L’analisi del doppio righello del DNA viene sviluppata per determinare la posizione dell’mRNA durante la traslocazione del ribosoma, che si basa sulle forze di dissociazione dei duplex DNA-mRNA formati. Con la risoluzione mononucleotide e la capacità di raggiungere entrambe le estremità dell’mRNA, può fornire spunti meccanicistici per la traslocazione del ribosoma e sondare altri spostamenti di acido nucleico.

Abstract

La traslocazione del ribosoma si riferisce al movimento ribosomico sull’mRNA da esattamente tre nucleotidi (nt), che è il passo centrale nella sintesi proteica. Per studiarne il meccanismo, esistono due requisiti tecnici essenziali. Il primo è una risoluzione single-nt che può risolvere la normale traslocazione dal frameshifting, durante il quale il ribosoma si muove di diverso da 3 nt. La seconda è la capacità di sondare i lati di ingresso e uscita dell’mRNA al fine di chiarire l’intero quadro della traslocazione. Riportiamo il doppio saggio del righello del DNA che si basa sulle forze di dissociazione critiche dei duplex DNA-mRNA, ottenuti dalla spettroscopia di magnetizzazione residua indotta dalla forza (FIRMS).  Con la risoluzione della forza 2-4 pN, l’esempio a doppio righello è sufficiente a distinguere i diversi passaggi di traslocazione. Implementando un lungo linker sui DNA di sondaggio, possono raggiungere l’mRNA sul lato opposto del ribosoma, in modo che la posizione dell’mRNA possa essere determinata per entrambi i lati. Pertanto, l’analisi del doppio righello è particolarmente adatta a studiare la traslocazione del ribosoma e il movimento dell’acido nucleico in generale. Mostriamo risultati rappresentativi che indicavano una conformazione di mRNA in loop e risolvevano la normale traslocazione dal frameshifting.

Introduction

Lo spostamento biomolecolare è un parametro fondamentale nello studio del meccanismo delle funzioni biologiche correlate. Un esempio particolare è la traslocazione ribosoma1,2, durante la quale il ribosoma si muove esattamente da tre nucleotidi (nt) sull’RNA messaggero (mRNA) normalmente, e da uno, due o altri numeri di nt tranne tre nel caso di frameshifting. Pertanto, è necessario un sistema di righello molecolare a risoluzione a virgola singola per distinguere le diverse dimensioni del passo. Una sfida più grande è quella di sondare il movimento del ribosoma su entrambi i lati di entrata e di uscita. In altre parole, solo con un sistema a doppio righello saremo in grado di rivelare se l’mRNA è filettato senza intoppi attraverso il ribosoma, o ci sono passaggi intermedi in cui i due lati hanno dimensioni di gradino diverse che portano a una conformazione di mRNA piegata o loop all’interno del Ribosoma.

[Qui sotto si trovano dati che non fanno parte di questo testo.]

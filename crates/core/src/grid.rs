//! 3x3 grid block addressing and per-scene block comparison.
//!
//! Every scene is described by up to nine cells. [`compare_scene`] always
//! reports all nine cells, but only cells present on both sides feed the
//! scene average, so sparse coverage is not mistaken for a mismatch.

use std::collections::BTreeMap;
use std::fmt;
use std::str::FromStr;

use serde::{Deserialize, Serialize};

use crate::error::CoreError;
use crate::similarity::{similarity, ContentVector};

// ---------------------------------------------------------------------------
// GridBlockKey
// ---------------------------------------------------------------------------

/// Number of rows (and columns) in the scene grid.
pub const GRID_SIZE: u8 = 3;

/// A grid cell address. Canonical string form is `"row_col"`.
#[derive(Debug, Clone, Copy, PartialEq, Eq, PartialOrd, Ord, Hash, Serialize, Deserialize)]
#[serde(try_from = "String", into = "String")]
pub struct GridBlockKey {
    row: u8,
    col: u8,
}

impl GridBlockKey {
    /// The nine canonical keys in row-major order.
    pub const ALL: [GridBlockKey; 9] = [
        GridBlockKey { row: 0, col: 0 },
        GridBlockKey { row: 0, col: 1 },
        GridBlockKey { row: 0, col: 2 },
        GridBlockKey { row: 1, col: 0 },
        GridBlockKey { row: 1, col: 1 },
        GridBlockKey { row: 1, col: 2 },
        GridBlockKey { row: 2, col: 0 },
        GridBlockKey { row: 2, col: 1 },
        GridBlockKey { row: 2, col: 2 },
    ];

    pub fn new(row: u8, col: u8) -> Result<Self, CoreError> {
        if row >= GRID_SIZE || col >= GRID_SIZE {
            return Err(CoreError::Validation(format!(
                "Grid block ({row}, {col}) is outside the {GRID_SIZE}x{GRID_SIZE} grid"
            )));
        }
        Ok(Self { row, col })
    }

    pub fn row(&self) -> u8 {
        self.row
    }

    pub fn col(&self) -> u8 {
        self.col
    }
}

impl fmt::Display for GridBlockKey {
    fn fmt(&self, f: &mut fmt::Formatter<'_>) -> fmt::Result {
        write!(f, "{}_{}", self.row, self.col)
    }
}

impl FromStr for GridBlockKey {
    type Err = CoreError;

    fn from_str(s: &str) -> Result<Self, Self::Err> {
        let invalid = || CoreError::Validation(format!("Invalid grid block key '{s}'"));
        let (row, col) = s.split_once('_').ok_or_else(invalid)?;
        let row: u8 = row.parse().map_err(|_| invalid())?;
        let col: u8 = col.parse().map_err(|_| invalid())?;
        Self::new(row, col)
    }
}

impl TryFrom<String> for GridBlockKey {
    type Error = CoreError;

    fn try_from(s: String) -> Result<Self, Self::Error> {
        s.parse()
    }
}

impl From<GridBlockKey> for String {
    fn from(key: GridBlockKey) -> Self {
        key.to_string()
    }
}

// ---------------------------------------------------------------------------
// Scene descriptors
// ---------------------------------------------------------------------------

/// Embedded scene: grid cell to content vector. Not every cell is present.
pub type SceneDescriptor = BTreeMap<GridBlockKey, ContentVector>;

/// Pre-embedding scene: grid cell to description text.
#[derive(Debug, Clone, Default, PartialEq, Serialize, Deserialize)]
#[serde(transparent)]
pub struct SceneLayout(BTreeMap<GridBlockKey, String>);

impl SceneLayout {
    pub fn new(blocks: BTreeMap<GridBlockKey, String>) -> Self {
        Self(blocks)
    }

    /// Fill all nine cells with the same description.
    ///
    /// Used for template scenes that only carry a script line.
    pub fn uniform(text: impl Into<String>) -> Self {
        let text = text.into();
        Self(
            GridBlockKey::ALL
                .iter()
                .map(|key| (*key, text.clone()))
                .collect(),
        )
    }

    pub fn blocks(&self) -> &BTreeMap<GridBlockKey, String> {
        &self.0
    }

    pub fn len(&self) -> usize {
        self.0.len()
    }

    pub fn is_empty(&self) -> bool {
        self.0.is_empty()
    }
}

// ---------------------------------------------------------------------------
// Block outcomes
// ---------------------------------------------------------------------------

/// Why a cell did not contribute a real score.
#[derive(Debug, Clone, Copy, PartialEq, Eq, Serialize, Deserialize)]
#[serde(rename_all = "snake_case")]
pub enum BlockIssue {
    MissingInTemplate,
    MissingInSubmission,
    MissingInBoth,
    DimensionMismatch,
}

/// A non-scored cell, reported for diagnostics.
#[derive(Debug, Clone, PartialEq, Serialize, Deserialize)]
pub struct BlockDiagnostic {
    pub block: GridBlockKey,
    pub issue: BlockIssue,
}

/// Result of scoring a single cell.
#[derive(Debug, Clone, Copy, PartialEq)]
pub enum BlockOutcome {
    /// Both sides present and comparable.
    Scored(f64),
    /// Both sides present but dimensions differ. Scores `0.0` and still
    /// counts toward the average.
    Mismatched,
    /// At least one side absent. Scores `0.0`, excluded from the average.
    Missing(BlockIssue),
}

impl BlockOutcome {
    pub fn score(&self) -> f64 {
        match self {
            Self::Scored(s) => *s,
            Self::Mismatched | Self::Missing(_) => 0.0,
        }
    }

    pub fn counts_toward_average(&self) -> bool {
        !matches!(self, Self::Missing(_))
    }

    pub fn issue(&self) -> Option<BlockIssue> {
        match self {
            Self::Scored(_) => None,
            Self::Mismatched => Some(BlockIssue::DimensionMismatch),
            Self::Missing(issue) => Some(*issue),
        }
    }
}

/// Score one cell from its (optional) template and submitted vectors.
pub fn score_block(template: Option<&ContentVector>, submitted: Option<&ContentVector>) -> BlockOutcome {
    match (template, submitted) {
        (Some(t), Some(s)) => match similarity(t, s) {
            Ok(score) => BlockOutcome::Scored(score),
            Err(_) => BlockOutcome::Mismatched,
        },
        (None, Some(_)) => BlockOutcome::Missing(BlockIssue::MissingInTemplate),
        (Some(_), None) => BlockOutcome::Missing(BlockIssue::MissingInSubmission),
        (None, None) => BlockOutcome::Missing(BlockIssue::MissingInBoth),
    }
}

// ---------------------------------------------------------------------------
// SceneComparison
// ---------------------------------------------------------------------------

/// Comparison of one aligned scene pair.
#[derive(Debug, Clone, PartialEq, Serialize, Deserialize)]
#[serde(rename_all = "camelCase")]
pub struct SceneComparison {
    /// Aligned position; set by the aggregator.
    pub scene_index: usize,
    /// Mean over cells present on both sides, `0.0` if there are none.
    pub similarity: f64,
    /// Always exactly nine entries.
    pub block_scores: BTreeMap<GridBlockKey, f64>,
    #[serde(default, skip_serializing_if = "Vec::is_empty")]
    pub diagnostics: Vec<BlockDiagnostic>,
}

impl SceneComparison {
    /// Fold nine cell outcomes into a scene result.
    ///
    /// Cells absent from `outcomes` are treated as missing on both sides.
    pub fn from_outcomes(outcomes: &BTreeMap<GridBlockKey, BlockOutcome>) -> Self {
        let mut block_scores = BTreeMap::new();
        let mut diagnostics = Vec::new();
        let mut total = 0.0;
        let mut counted = 0usize;

        for key in GridBlockKey::ALL {
            let outcome = outcomes
                .get(&key)
                .copied()
                .unwrap_or(BlockOutcome::Missing(BlockIssue::MissingInBoth));

            block_scores.insert(key, outcome.score());
            if outcome.counts_toward_average() {
                total += outcome.score();
                counted += 1;
            }
            if let Some(issue) = outcome.issue() {
                diagnostics.push(BlockDiagnostic { block: key, issue });
            }
        }

        let similarity = if counted > 0 {
            total / counted as f64
        } else {
            0.0
        };

        Self {
            scene_index: 0,
            similarity,
            block_scores,
            diagnostics,
        }
    }

    /// A scene with every cell and the average set to `score`.
    pub fn uniform(score: f64) -> Self {
        Self {
            scene_index: 0,
            similarity: score,
            block_scores: GridBlockKey::ALL.iter().map(|k| (*k, score)).collect(),
            diagnostics: Vec::new(),
        }
    }

    /// Cells that were actually scored, best first.
    pub fn scored_blocks(&self) -> Vec<(GridBlockKey, f64)> {
        let unscored: Vec<GridBlockKey> = self.diagnostics.iter().map(|d| d.block).collect();
        let mut scored: Vec<(GridBlockKey, f64)> = self
            .block_scores
            .iter()
            .filter(|(key, _)| !unscored.contains(key))
            .map(|(key, score)| (*key, *score))
            .collect();
        scored.sort_by(|a, b| b.1.total_cmp(&a.1));
        scored
    }
}

/// Compare a template scene against a submitted scene, cell by cell.
///
/// `scene_index` on the result is `0`; the aggregator overwrites it.
pub fn compare_scene(template: &SceneDescriptor, submitted: &SceneDescriptor) -> SceneComparison {
    let outcomes: BTreeMap<GridBlockKey, BlockOutcome> = GridBlockKey::ALL
        .iter()
        .map(|key| (*key, score_block(template.get(key), submitted.get(key))))
        .collect();
    SceneComparison::from_outcomes(&outcomes)
}

// ---------------------------------------------------------------------------
// Tests
// ---------------------------------------------------------------------------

Sono stati sviluppati diversi metodi per affrontare la prima sfida di risolvere diversi passi sul lato di uscita del ribosoma (la fine del 3′ dell’mRNA). Il doppio saggio luciferasi risolve i diversi fotogrammi di lettura misurando i rapporti delle diverse proteine risultanti3,4. È applicabile solo per l’estremità 3′ dell’mRNA e quindi insufficiente a fornire un quadro completo della traslocazione. La spettrometria di massa può analizzare i diversi frammenti di peptidi come conseguenza dei corrispondenti riarrangiamenti del codice5. Ma non può individuare quanti nt il ribosoma si muove sull’mRNA. Il test di stampa della dito della luce è un altro metodo comune che utilizza una trascrizione inversa innescata all’estremità 3′-distale per trascrivere l’mRNA verso il ribosoma6. Tuttavia, non è applicabile per la fine 5′ dell’mRNA che sta entrando nel ribosoma. Altre tecniche, tra cui approcci a singola molecola e metodi di fluorescenza7, sono difficili da raggiungere una risoluzione a due.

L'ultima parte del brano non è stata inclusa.